impl StationSize {
    /// Crew aboard a station of this size.
    #[must_use]
    pub const fn crew(self) -> u64 {
        match self {
            Self::Small => 200,
            Self::Medium => 1_500,
            Self::Large => 10_000,
        }
    }

    /// Hull points of a station of this size.
    #[must_use]
    pub const fn max_health(self) -> f64 {
        match self {
            Self::Small => 500.0,
            Self::Medium => 2_000.0,
            Self::Large => 8_000.0,
        }
    }

    /// Inclusive docking-port range.
    #[must_use]
    pub const fn docking_ports(self) -> (i64, i64) {
        match self {
            Self::Small => (1, 4),
            Self::Medium => (4, 12),
            Self::Large => (12, 32),
        }
    }
}

/// Operational state of a station.
#[derive(Clone, Copy, Debug, PartialEq, Eq, Hash, Serialize, Deserialize)]
#[serde(rename_all = "snake_case")]
pub enum StationStatus {
    /// Fully working.
    Operational,
    /// Hull below maximum.
    Damaged,
    /// Wreck.
    Destroyed,
}

/// A space station.
#[derive(Clone, Debug, PartialEq, Serialize, Deserialize)]
#[serde(rename_all = "camelCase")]
pub struct Station {
    /// Stable id, `{sector_id}_station_{index}`.
    pub id: String,
    /// Generated name.
    pub name: String,
    /// Role.
    pub station_type: StationType,
    /// Size class.
    pub size: StationSize,
    /// Owning faction. Mutable through deltas.
    pub faction: String,
    /// Position in the sector.
    pub position: LocalPosition,
    /// Hull points. Mutable through deltas.
    pub health: f64,
    /// Maximum hull points.
    pub max_health: f64,
    /// Shield strength in [0, 1).
    pub shields: f64,
    /// Docking ports.
    pub docking_ports: u32,
    /// Services offered.
    pub services: Vec<StationService>,
    /// Operational state. Mutable through deltas.
    pub status: StationStatus,
    /// Crew aboard.
    pub crew: u64,
}

/// Anomaly kind.
#[derive(Clone, Copy, Debug, PartialEq, Eq, Hash, Serialize, Deserialize)]
#[serde(rename_all = "snake_case")]
pub enum AnomalyType {
    /// Traversable shortcut.
    Wormhole,
    /// Tear in space.
    SpatialRift,
    /// Invisible mass.
    GravityWell,
    /// Time runs oddly.
    TemporalDistortion,
    /// Unexplained transmission.
    DerelictSignal,
    /// Dark matter concentration.
    DarkMatterCloud,
}

/// A spatial anomaly.
#[derive(Clone, Debug, PartialEq, Serialize, Deserialize)]
#[serde(rename_all = "camelCase")]
pub struct Anomaly {
    /// Stable id, `{sector_id}_anomaly_{index}`.
    pub id: String,
    /// Kind.
    pub anomaly_type: AnomalyType,
    /// Position in the sector.
    pub position: LocalPosition,
    /// Danger in [1, 5].
    pub danger_level: u8,
    /// Field strength in [0.1, 1).
    pub strength: f64,
    /// Whether anyone has scanned it. Mutable through deltas.
    pub discovered: bool,
    /// Whether it has been triggered. Mutable through deltas.
    pub triggered: bool,
}

/// A sector-wide resource deposit.
#[derive(Clone, Debug, PartialEq, Serialize, Deserialize)]
#[serde(rename_all = "camelCase")]
pub struct ResourceDeposit {
    /// Stable id, `{sector_id}_deposit_{resource}`.
    pub id: String,
    /// Category.
    pub resource_type: ResourceType,
    /// Remaining units. Mutable through deltas.
    pub quantity: u32,
    /// Units when full.
    pub max_quantity: u32,
    /// Yield multiplier in [0.1, 1).
    pub richness: f64,
    /// True once mined out. Mutable through deltas.
    pub depleted: bool,
}

/// Hazard kind.
#[derive(Clone, Copy, Debug, PartialEq, Eq, Hash, Serialize, Deserialize)]
#[serde(rename_all = "snake_case")]
pub enum HazardType {
    /// Ionising radiation.
    RadiationZone,
    /// Charged particle storm.
    IonStorm,
    /// Abandoned mines.
    Minefield,
    /// Wreckage.
    DebrisField,
    /// Tidal forces.
    GravitationalShear,
    /// Stellar eruption.
    SolarFlare,
}

/// A navigation hazard.
#[derive(Clone, Debug, PartialEq, Serialize, Deserialize)]
#[serde(rename_all = "camelCase")]
pub struct Hazard {
    /// Stable id, `{sector_id}_hazard_{index}` (or the delta target id).
    pub id: String,
    /// Kind.
    pub hazard_type: HazardType,
    /// Severity in [1, 5].
    pub severity: u8,
    /// Extent in sector-local units.
    pub radius: f64,
    /// Centre.
    pub position: LocalPosition,
}

/// Background parameters drawn from the forked side stream.
#[derive(Clone, Debug, PartialEq, Serialize, Deserialize)]
#[serde(rename_all = "camelCase")]
pub struct BackgroundField {
    /// Starfield density in [0.2, 1).
    pub star_density: f64,
    /// Seed for the renderer's star scatter.
    pub star_seed: u32,
    /// Backdrop nebula tint.
    pub nebula_color: String,
    /// Backdrop nebula opacity in [0, 1).
    pub nebula_intensity: f64,
    /// Orientation of the galactic band in radians.
    pub galactic_band_angle: f64,
}

/// Purely cosmetic elements.
#[derive(Clone, Debug, PartialEq, Serialize, Deserialize)]
#[serde(rename_all = "camelCase")]
pub struct AmbientElements {
    /// Space dust density in [0, 1).
    pub dust_density: f64,
    /// Dust tint.
    pub dust_color: String,
    /// Unit vector cosmic rays travel along.
    pub cosmic_ray_direction: [f64; 3],
    /// Cosmic ray intensity in [0, 1).
    pub cosmic_ray_intensity: f64,
    /// Background starfield and nebula.
    pub background: BackgroundField,
}

/// A fully generated sector, possibly with deltas applied.
///
/// Static content is fixed by `(base seed, coords)`. The gameplay fields at
/// the bottom start from generated values and change only through versioned
/// deltas, which always produce a new value.
#[derive(Clone, Debug, PartialEq, Serialize, Deserialize)]
#[serde(rename_all = "camelCase")]
pub struct GeneratedSector {
    /// Canonical id, `sector_{x}_{y}_{z}`.
    pub id: String,
    /// Grid position.
    pub coords: SectorCoords,
    /// Per-sector seed.
    pub seed: u32,
    /// Classification.
    pub sector_type: SectorType,
    /// Navigation class.
    pub navigation_type: NavigationType,
    /// Primary star, if any.
    pub star: Option<Star>,
    /// Planets in orbit order.
    pub planets: Vec<Planet>,
    /// Asteroid belts.
    pub asteroid_fields: Vec<AsteroidField>,
    /// Stations.
    pub stations: Vec<Station>,
    /// Anomalies.
    pub anomalies: Vec<Anomaly>,
    /// Resource deposits.
    pub resources: Vec<ResourceDeposit>,
    /// Navigation hazards.
    pub hazards: Vec<Hazard>,
    /// Cosmetic elements.
    pub ambient: AmbientElements,
    /// Threat in [1, 10].
    pub threat_level: u8,
    /// Faction in control, if any.
    pub controlling_faction: Option<String>,
    /// Planet populations plus station crews.
    pub total_population: u64,
    /// Highest delta version applied; 0 for a pristine sector.
    pub version: u64,
}

impl GeneratedSector {
    /// Returns true if no delta has been applied.
    #[inline]
    #[must_use]
    pub const fn is_pristine(&self) -> bool {
        self.version == 0
    }

    /// Looks up a station by id.
    #[must_use]
    pub fn station(&self, id: &str) -> Option<&Station> {
        self.stations.iter().find(|s| s.id == id)
    }

    /// Looks up a planet by id.
    #[must_use]
    pub fn planet(&self, id: &str) -> Option<&Planet> {
        self.planets.iter().find(|p| p.id == id)
    }
}
//! # Delta Sources
//!
//! The network side of sync. [`DeltaSource`] is what [`crate::StateSync`]
//! talks to; [`JsonDeltaSource`] implements it over any byte-level
//! [`Transport`] using the server's JSON endpoints:
//!
//! | call | request | response |
//! |---|---|---|
//! | fetch deltas | `GET /sectors/{id}/deltas?since={v}` | [`DeltaResponse`] |
//! | bulk fetch | `POST /sectors/deltas/bulk` with [`BulkDeltaQuery`] | [`BulkDeltaResponse`] |
//! | version | `GET /sectors/{id}/version` | [`SectorVersionInfo`] |

use std::future::Future;

use serde::de::DeserializeOwned;

use crate::delta::{
    BulkDeltaQuery, BulkDeltaRequest, BulkDeltaResponse, DeltaResponse, SectorVersionInfo,
};
use crate::error::{SyncError, SyncResult};

/// Server-side authority for sector deltas.
pub trait DeltaSource: Send + Sync + 'static {
    /// Deltas for one sector newer than `since_version`.
    fn fetch_deltas(
        &self,
        sector_id: &str,
        since_version: u64,
    ) -> impl Future<Output = SyncResult<DeltaResponse>> + Send;

    /// Deltas for many sectors in one round trip.
    fn fetch_bulk_deltas(
        &self,
        requests: &[BulkDeltaRequest],
    ) -> impl Future<Output = SyncResult<BulkDeltaResponse>> + Send;

    /// Server version summary for one sector.
    fn sector_version(
        &self,
        sector_id: &str,
    ) -> impl Future<Output = SyncResult<SectorVersionInfo>> + Send;
}

/// Byte-level request/response channel to the server.
///
/// Framing, authentication and retries belong to the implementation.
pub trait Transport: Send + Sync + 'static {
    /// Issues a GET and returns the response body.
    fn get(&self, path: &str) -> impl Future<Output = SyncResult<Vec<u8>>> + Send;

    /// Issues a POST with a JSON body and returns the response body.
    fn post(&self, path: &str, body: Vec<u8>) -> impl Future<Output = SyncResult<Vec<u8>>> + Send;
}

/// [`DeltaSource`] speaking JSON over a [`Transport`].
#[derive(Clone, Debug, Default)]
pub struct JsonDeltaSource<T> {
    transport: T,
}

impl<T: Transport> JsonDeltaSource<T> {
    /// Wraps a transport.
    #[must_use]
    pub const fn new(transport: T) -> Self {
        Self { transport }
    }

    /// The wrapped transport.
    #[inline]
    #[must_use]
    pub const fn transport(&self) -> &T {
        &self.transport
    }
}

fn decode<R: DeserializeOwned>(body: &[u8]) -> SyncResult<R> {
    serde_json::from_slice(body).map_err(|e| SyncError::Parse(e.to_string()))
}

impl<T: Transport> DeltaSource for JsonDeltaSource<T> {
    async fn fetch_deltas(&self, sector_id: &str, since_version: u64) -> SyncResult<DeltaResponse> {
        let path = format!("/sectors/{sector_id}/deltas?since={since_version}");
        let body = self.transport.get(&path).await?;
        decode(&body)
    }

    async fn fetch_bulk_deltas(
        &self,
        requests: &[BulkDeltaRequest],
    ) -> SyncResult<BulkDeltaResponse> {
        let query = BulkDeltaQuery {
            requests: requests.to_vec(),
        };
        let payload = serde_json::to_vec(&query).map_err(|e| SyncError::Parse(e.to_string()))?;
        let body = self.transport.post("/sectors/deltas/bulk", payload).await?;
        decode(&body)
    }

    async fn sector_version(&self, sector_id: &str) -> SyncResult<SectorVersionInfo> {
        let path = format!("/sectors/{sector_id}/version");
        let body = self.transport.get(&path).await?;
        decode(&body)
    }
}

#[cfg(test)]
mod tests {
    use super::*;
    use parking_lot::Mutex;
    use std::collections::HashMap;

    #[derive(Default)]
    struct CannedTransport {
        responses: HashMap<String, Vec<u8>>,
        posted: Mutex<Vec<(String, Vec<u8>)>>,
    }

    impl CannedTransport {
        fn respond(mut self, path: &str, body: &str) -> Self {
            self.responses.insert(path.to_owned(), body.as_bytes().to_vec());
            self
        }

        fn lookup(&self, path: &str) -> SyncResult<Vec<u8>> {
            self.responses
                .get(path)
                .cloned()
                .ok_or_else(|| SyncError::Network(format!("404 {path}")))
        }
    }

    impl Transport for CannedTransport {
        async fn get(&self, path: &str) -> SyncResult<Vec<u8>> {
            self.lookup(path)
        }

        async fn post(&self, path: &str, body: Vec<u8>) -> SyncResult<Vec<u8>> {
            self.posted.lock().push((path.to_owned(), body));
            self.lookup(path)
        }
    }

    #[tokio::test]
    async fn test_fetch_deltas_decodes() {
        let source = JsonDeltaSource::new(CannedTransport::default().respond(
            "/sectors/sector_1_0_0/deltas?since=2",
            r#"{"currentVersion":3,"deltas":[{"id":"d3","sectorId":"sector_1_0_0",
                "deltaType":"npc_spawned","changes":{},"appliedAt":0,"version":3}]}"#,
        ));
        let response = source.fetch_deltas("sector_1_0_0", 2).await.unwrap();
        assert_eq!(response.current_version, 3);
        assert_eq!(response.deltas.len(), 1);
    }

    #[tokio::test]
    async fn test_malformed_body_is_parse_error() {
        let source = JsonDeltaSource::new(
            CannedTransport::default().respond("/sectors/s/version", "{\"currentVersion\":"),
        );
        assert!(matches!(source.sector_version("s").await, Err(SyncError::Parse(_))));
    }

    #[tokio::test]
    async fn test_transport_failure_is_network_error() {
        let source = JsonDeltaSource::new(CannedTransport::default());
        assert!(matches!(
            source.fetch_deltas("s", 0).await,
            Err(SyncError::Network(_))
        ));
    }

    #[tokio::test]
    async fn test_bulk_posts_query() {
        let source = JsonDeltaSource::new(
            CannedTransport::default().respond("/sectors/deltas/bulk", r#"{"results":[]}"#),
        );
        let requests = [BulkDeltaRequest {
            sector_id: "s".to_owned(),
            since_version: 1,
        }];
        let response = source.fetch_bulk_deltas(&requests).await.unwrap();
        assert!(response.results.is_empty());

        let posted = source.transport().posted.lock();
        assert_eq!(posted[0].0, "/sectors/deltas/bulk");
        assert_eq!(
            posted[0].1,
            br#"{"requests":[{"sectorId":"s","sinceVersion":1}]}"#.to_vec()
        );
    }
}
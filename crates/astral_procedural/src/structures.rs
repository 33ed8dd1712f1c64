//! # Asteroid Fields and Stations
//!
//! ## Draw Order
//!
//! Asteroid fields: count (one draw, or one chance roll), then per field:
//! position (3), radius, density, composition, node count, and per node a
//! composition roll, an optional off-type pick, and the quantity.
//!
//! Stations: count (a range draw for populated sectors, otherwise one
//! chance roll or nothing), then per station: type, size, faction, name
//! designation, position (3), docking ports, shields.

use crate::bodies::pick_cumulative;
use crate::names::FACTIONS;
use crate::rng::SectorRng;
use crate::sector::{
    AsteroidField, LocalPosition, ResourceNode, ResourceType, SectorType, Station, StationSize,
    StationStatus, StationType,
};

/// Resources asteroid rock can carry.
const ORE_TYPES: [ResourceType; 6] = [
    ResourceType::Iron,
    ResourceType::Nickel,
    ResourceType::Titanium,
    ResourceType::Platinum,
    ResourceType::Crystals,
    ResourceType::Water,
];

/// Station roles, in pick order.
const STATION_TYPES: [StationType; 6] = [
    StationType::Trading,
    StationType::Military,
    StationType::Research,
    StationType::Mining,
    StationType::Shipyard,
    StationType::Outpost,
];

/// Station sizes with cumulative thresholds.
const STATION_SIZES: [(StationSize, f64); 3] = [
    (StationSize::Small, 0.5),
    (StationSize::Medium, 0.85),
    (StationSize::Large, 1.0),
];

/// Draws a position inside the sector. Three draws (x, y, z).
pub(crate) fn random_position(rng: &mut SectorRng) -> LocalPosition {
    LocalPosition {
        x: rng.next_float(-1.0, 1.0),
        y: rng.next_float(-1.0, 1.0),
        z: rng.next_float(-1.0, 1.0),
    }
}

/// Number of asteroid fields for a sector type.
fn asteroid_field_count(rng: &mut SectorRng, sector_type: SectorType) -> i64 {
    if sector_type == SectorType::AsteroidField {
        rng.next_int(1, 3)
    } else {
        i64::from(rng.next_bool(0.25))
    }
}

/// Generates the sector's asteroid fields.
#[allow(
    clippy::cast_possible_truncation,
    clippy::cast_sign_loss,
    clippy::cast_precision_loss
)]
pub(crate) fn generate_asteroid_fields(
    rng: &mut SectorRng,
    sector_id: &str,
    sector_type: SectorType,
) -> Vec<AsteroidField> {
    let count = asteroid_field_count(rng, sector_type);
    let mut fields = Vec::new();
    for index in 0..count {
        let id = format!("{sector_id}_asteroids_{index}");
        let position = random_position(rng);
        let radius = rng.next_float(0.05, 0.3);
        let density = rng.next_float(0.1, 1.0);
        let composition = ORE_TYPES[rng.next_index(ORE_TYPES.len())];

        let node_count = rng.next_int(3, 8);
        let mut nodes = Vec::with_capacity(node_count as usize);
        for node_index in 0..node_count {
            let resource_type = if rng.next_bool(0.7) {
                composition
            } else {
                ORE_TYPES[rng.next_index(ORE_TYPES.len())]
            };
            let base = rng.next_int(100, 1000) as f64;
            let quantity = (base * (0.5 + density)).round() as u32;
            nodes.push(ResourceNode {
                id: format!("{id}_node_{node_index}"),
                resource_type,
                quantity,
                max_quantity: quantity,
                depleted: false,
            });
        }

        fields.push(AsteroidField {
            id,
            position,
            radius,
            density,
            composition,
            nodes,
        });
    }
    fields
}

/// Number of stations for a sector type.
fn station_count(rng: &mut SectorRng, sector_type: SectorType) -> i64 {
    match sector_type {
        SectorType::Populated => rng.next_int(1, 3),
        SectorType::Standard => i64::from(rng.next_bool(0.4)),
        SectorType::Sparse => i64::from(rng.next_bool(0.1)),
        SectorType::Anomaly => i64::from(rng.next_bool(0.15)),
        SectorType::Empty | SectorType::Nebula | SectorType::AsteroidField => 0,
    }
}

/// Generates the sector's stations.
#[allow(clippy::cast_possible_truncation, clippy::cast_sign_loss)]
pub(crate) fn generate_stations(
    rng: &mut SectorRng,
    sector_id: &str,
    sector_type: SectorType,
) -> Vec<Station> {
    let count = station_count(rng, sector_type);
    let mut stations = Vec::new();
    for index in 0..count {
        let station_type = STATION_TYPES[rng.next_index(STATION_TYPES.len())];
        let size = pick_cumulative(&STATION_SIZES, rng.next_f64());
        let faction = FACTIONS[rng.next_index(FACTIONS.len())];
        let designation = rng.next_int(1, 999);
        let position = random_position(rng);
        let (min_ports, max_ports) = size.docking_ports();
        let docking_ports = rng.next_int(min_ports, max_ports) as u32;
        let shields = rng.next_float(0.0, 1.0);

        let short = faction.split_whitespace().next().unwrap_or(faction);
        stations.push(Station {
            id: format!("{sector_id}_station_{index}"),
            name: format!("{short} {} {designation}", station_type.label()),
            station_type,
            size,
            faction: faction.to_owned(),
            position,
            health: size.max_health(),
            max_health: size.max_health(),
            shields,
            docking_ports,
            services: station_type.services(),
            status: StationStatus::Operational,
            crew: size.crew(),
        });
    }
    stations
}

+ + + +

**Exercise description**
Transcribe the records from their first line. Stop after the line with "faction. Mutable through deltas.", including it.

**Written solution**
impl StationSize {
    /// Crew aboard a station of this size.
    #[must_use]
    pub const fn crew(self) -> u64 {
        match self {
            Self::Small => 200,
            Self::Medium => 1_500,
            Self::Large => 10_000,
        }
    }

    /// Hull points of a station of this size.
    #[must_use]
    pub const fn max_health(self) -> f64 {
        match self {
            Self::Small => 500.0,
            Self::Medium => 2_000.0,
            Self::Large => 8_000.0,
        }
    }

    /// Inclusive docking-port range.
    #[must_use]
    pub const fn docking_ports(self) -> (i64, i64) {
        match self {
            Self::Small => (1, 4),
            Self::Medium => (4, 12),
            Self::Large => (12, 32),
        }
    }
}

/// Operational state of a station.
#[derive(Clone, Copy, Debug, PartialEq, Eq, Hash, Serialize, Deserialize)]
#[serde(rename_all = "snake_case")]
pub enum StationStatus {
    /// Fully working.
    Operational,
    /// Hull below maximum.
    Damaged,
    /// Wreck.
    Destroyed,
}

/// A space station.
#[derive(Clone, Debug, PartialEq, Serialize, Deserialize)]
#[serde(rename_all = "camelCase")]
pub struct Station {
    /// Stable id, `{sector_id}_station_{index}`.
    pub id: String,
    /// Generated name.
    pub name: String,
    /// Role.
    pub station_type: StationType,
    /// Size class.
    pub size: StationSize,
    /// Owning faction. Mutable through deltas.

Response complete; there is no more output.